Deiksis terbagi menjadi 6 jenis yaitu deiksis persona, tempat, penunjuk, waktu, wacana, dan sosial. Deiksis persona merupakan deiksis yang menunjukkan diri penutur, biasanya ciri-ciri ungkapan yang menggunakan deiksis ini terdapat kata ‘saya’, ‘kamu’, atau ‘dia’ dalam tuturannya. Deiksis tempat adalah jenis deiksis yang mengungkapkan lokasi atau peristiwa yang terjadi, kata yang digunakan dalam deiksis ini adalah kata ‘disini’ yang menandakan dekat dengan pembicara, ‘disitu’ yang menandakan jauh dari pembicara, atau ‘disana’ yang menandakan jauh dari pembicara dan pendengar. Menurut Putrayasa dalam (Narayukti, 2020) mengutarakan bahwa deiksis penunjuk adalah deiksis yang mengungkapkan sesuatu hal dalam bentuk ujaran yang tidak bisa terlepas dari maksud yang ingin disampaikan oleh penutur kepada mitra tuturnya. Deiksis waktu adalah ungkapan jarak waktu yang dipandang pada suatu ungkapan dibuat. Deiksis wacana menurut (Narayukti, 2020) berhubungan dengan penggunaan ungkapan dan pilihan kata di dalam satu ujaran dalam wacana. Deiksis sosial adalah deiksis yang menunjukkan perbedaan ciri sosial antara penutur dan petutur, contohnya yaitu panggilan ‘pak haji’ kepada seseorang yang sudah pernah menjalankan ibadah haji.
ADVERTISEMENT
Setelah menganalisis video seminar terkait isu suara adzan dan gonggongan anjing, ditemukan 5 deiksis yaitu deiksis persona, penunjuk, waktu, tempat, dan sosial. Ungkapan yang menunjukkan deiksis persona adalah ujaran Prof Aceng, “Semuanya saya anggap sudah paham betul karena isu ini sudah sangat viral.”. Dari ungkapan tersebut terdapat kata ‘saya’. Kata ini merujuk pada sudut pandang orang pertama. Selain itu, dalam ujaran yang dilontarkan Prof Aceng juga terdapat deiksis penunjuk kata ‘ini’ yang merujuk pada kasus suara adzan dan anjing menggonggong.

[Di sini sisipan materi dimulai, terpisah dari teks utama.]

//! Startup provisioning of a fixed license.
//!
//! Products that ship with one hard-coded key need that license to exist
//! before the first client connects. There are two ways to get it:
//!
//! 1. **Configuration**: set `bootstrap.license_key`
//!    (`LICENSEGATE_BOOTSTRAP_LICENSE_KEY`). The server creates the license on
//!    startup if it is missing, then serves as usual.
//!
//! 2. **CLI Command**: run `licensegate_server init-license --key <KEY>` to
//!    create it once and exit.
//!
//! The license is created with an empty allowlist and no expiry; accounts are
//! added afterwards through the admin API. An existing license is never
//! modified.

use tracing::info;

use crate::config::BootstrapConfig;
use crate::engine::LicenseEngine;
use crate::errors::LicenseResult;
use crate::models::{License, NewLicense};
use crate::storage::LicenseStore;

/// What [`ensure_license`] found or did.
#[derive(Debug, Clone, PartialEq)]
pub enum BootstrapOutcome {
    Created(License),
    AlreadyPresent(License),
}

impl BootstrapOutcome {
    pub fn license(&self) -> &License {
        match self {
            BootstrapOutcome::Created(license) | BootstrapOutcome::AlreadyPresent(license) => {
                license
            }
        }
    }
}

/// Make sure a license with `key` exists.
pub async fn ensure_license<S: LicenseStore>(
    engine: &LicenseEngine<S>,
    key: &str,
    max_accounts: u32,
) -> LicenseResult<BootstrapOutcome> {
    if let Some(existing) = engine.get_license_info(key).await? {
        info!(
            license_key = %existing.key,
            accounts = existing.account_numbers.len(),
            max_accounts = existing.max_accounts,
            active = existing.active,
            "Bootstrap license already present"
        );
        return Ok(BootstrapOutcome::AlreadyPresent(existing));
    }

    let license = engine
        .create_license(NewLicense {
            account_numbers: Vec::new(),
            max_accounts: Some(max_accounts),
            expiry_date: None,
            custom_key: Some(key.to_string()),
        })
        .await?;

    info!(
        license_key = %license.key,
        max_accounts = license.max_accounts,
        "Bootstrap license created"
    );
    Ok(BootstrapOutcome::Created(license))
}

/// Apply the `bootstrap` configuration section. `Ok(None)` when no fixed key
/// is configured.
pub async fn run_bootstrap<S: LicenseStore>(
    engine: &LicenseEngine<S>,
    config: &BootstrapConfig,
) -> LicenseResult<Option<BootstrapOutcome>> {
    match config.license_key.as_deref() {
        Some(key) => ensure_license(engine, key, config.max_accounts)
            .await
            .map(Some),
        None => Ok(None),
    }
}

/// Command selected on the server command line.
#[derive(Debug, Clone, PartialEq, Eq)]
pub enum ServerCommand {
    /// Create the fixed license and exit.
    InitLicense {
        key: Option<String>,
        max_accounts: Option<u32>,
    },
    /// No command (run server normally)
    Serve,
}

/// Parse CLI arguments.
///
/// # Supported Commands
///
/// ```text
/// licensegate_server
/// licensegate_server init-license [--key <KEY>] [--max-accounts <N>]
/// ```
///
/// Options left out fall back to the `bootstrap` configuration section.
pub fn parse_command(args: &[String]) -> ServerCommand {
    if args.len() < 2 || args[1] != "init-license" {
        return ServerCommand::Serve;
    }

    let mut key = None;
    let mut max_accounts = None;

    let mut i = 2;
    while i < args.len() {
        match args[i].as_str() {
            "--key" | "-k" => {
                key = args.get(i + 1).cloned();
                i += 2;
            }
            "--max-accounts" | "-m" => {
                max_accounts = args.get(i + 1).and_then(|raw| raw.parse().ok());
                i += 2;
            }
            _ => i += 1,
        }
    }

    ServerCommand::InitLicense { key, max_accounts }
}

#[cfg(test)]
mod tests {
    use super::*;
    use crate::storage::MemoryStore;

    fn args(list: &[&str]) -> Vec<String> {
        list.iter().map(|s| s.to_string()).collect()
    }

    #[test]
    fn parse_serve_by_default() {
        assert_eq!(parse_command(&args(&["licensegate_server"])), ServerCommand::Serve);
        assert_eq!(
            parse_command(&args(&["licensegate_server", "bogus"])),
            ServerCommand::Serve
        );
    }

    #[test]
    fn parse_init_license_options() {
        let cmd = parse_command(&args(&[
            "licensegate_server",
            "init-license",
            "--key",
            "MQL5-INDICATOR-PROD-2024-V1",
            "--max-accounts",
            "50",
        ]));
        assert_eq!(
            cmd,
            ServerCommand::InitLicense {
                key: Some("MQL5-INDICATOR-PROD-2024-V1".to_string()),
                max_accounts: Some(50),
            }
        );

        let bare = parse_command(&args(&["licensegate_server", "init-license", "--key"]));
        assert_eq!(
            bare,
            ServerCommand::InitLicense {
                key: None,
                max_accounts: None
            }
        );
    }

    #[tokio::test]
    async fn ensure_license_creates_once() {
        let engine = LicenseEngine::with_defaults(MemoryStore::new());

        let first = ensure_license(&engine, "MQL5-FIXED-KEY", 999).await.unwrap();
        assert!(matches!(first, BootstrapOutcome::Created(_)));
        assert_eq!(first.license().max_accounts, 999);
        assert!(first.license().account_numbers.is_empty());
        assert!(first.license().expiry_date.is_none());

        engine
            .add_account_to_license("MQL5-FIXED-KEY", "1001")
            .await
            .unwrap();

        let second = ensure_license(&engine, "MQL5-FIXED-KEY", 5).await.unwrap();
        assert!(matches!(second, BootstrapOutcome::AlreadyPresent(_)));
        assert_eq!(second.license().account_numbers, vec!["1001"]);
        assert_eq!(second.license().max_accounts, 999);
    }

    #[tokio::test]
    async fn run_bootstrap_without_key_is_noop() {
        let engine = LicenseEngine::with_defaults(MemoryStore::new());
        let config = BootstrapConfig {
            license_key: None,
            max_accounts: 999,
        };
        assert!(run_bootstrap(&engine, &config).await.unwrap().is_none());
        assert_eq!(engine.get_all_licenses().await.unwrap().len(), 0);
    }
}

Ungkapan yang menunjukkan deiksis waktu terdapat dalam ujaran Prof Suteki, “Kemudian, sekarang persoalan adzan yang mestinya tidak perlu”. Dari ujaran tersebut terdapat kata ‘sekarang’ yang merujuk pada masa kini. Berikutnya adalah ungkapan yang menunjukkan adanya deiksis tempat yaitu terdapat dalam ujaran Pak Chandra, "saya mengutip pendapat dari pakar psikologi Reza Indragirid, beliau menyatakan bahwa disitu ada istilahnya yang menggunakan teori metafora”. Dari ungkapan tersebut terdapat kata ‘disitu’ yang merujuk pada pendapat Reza Indragirid mengenai istilah yang menggunakan teori metafora. Selanjutnya, ungkapan yang menunjukkan deiksis sosial yaitu terdapat dalam ujaran, “Bagaimana Prof Aceng?”. Panggilan prof ini digunakan bagi seseorang yang sudah menempuh pendidikan tinggi.
ADVERTISEMENT
Dari analisis yang telah dipaparkan, maka dapat disimpulkan bahwa terdapat 5 deiksis yang ditemukan dalam seminar Adzan, Suara Anjing & Unsur Pidana. Pertama adalah deiksis persona dengan ciri adanya kata ‘saya’ yang menandakan sudut pandang orang pertama. Kedua adalah deiksis penunjuk dengan ciri adanya kata ‘ini’. Ketiga deiksis waktu dengan ciri terdapat kata ‘sekarang’ yang merujuk pada masa kini. Keempat deiksis tempat dengan ciri terdapat kata ‘disitu’, dan terakhir deiksis sosial dengan ciri adanya panggilan kata ‘prof'.
Sumber:
Abidin, Jauharul, Sariban, & Nisaul Barokati Selirowangi. (2019). Deiksis dalam Novel Merindu Baginda Nabi Karya Habiburrahman El Shirazy. Jurnal Ilmiah Pendidikan Bahasa dan Sastra Indonesia, Volume 5 (1), 74-80.
Narayukti, NND. (2020). Analisis Dialog Percakapan pada Cerpen Kuda Putih dengan Judul “Surat Dari Puri”: Sebuah Kajian Pragmatik “Deiksis”. Jurnal Pendidikan dan Pembelajaran Bahasa Indonesia, Volume 9 (2), 86-94.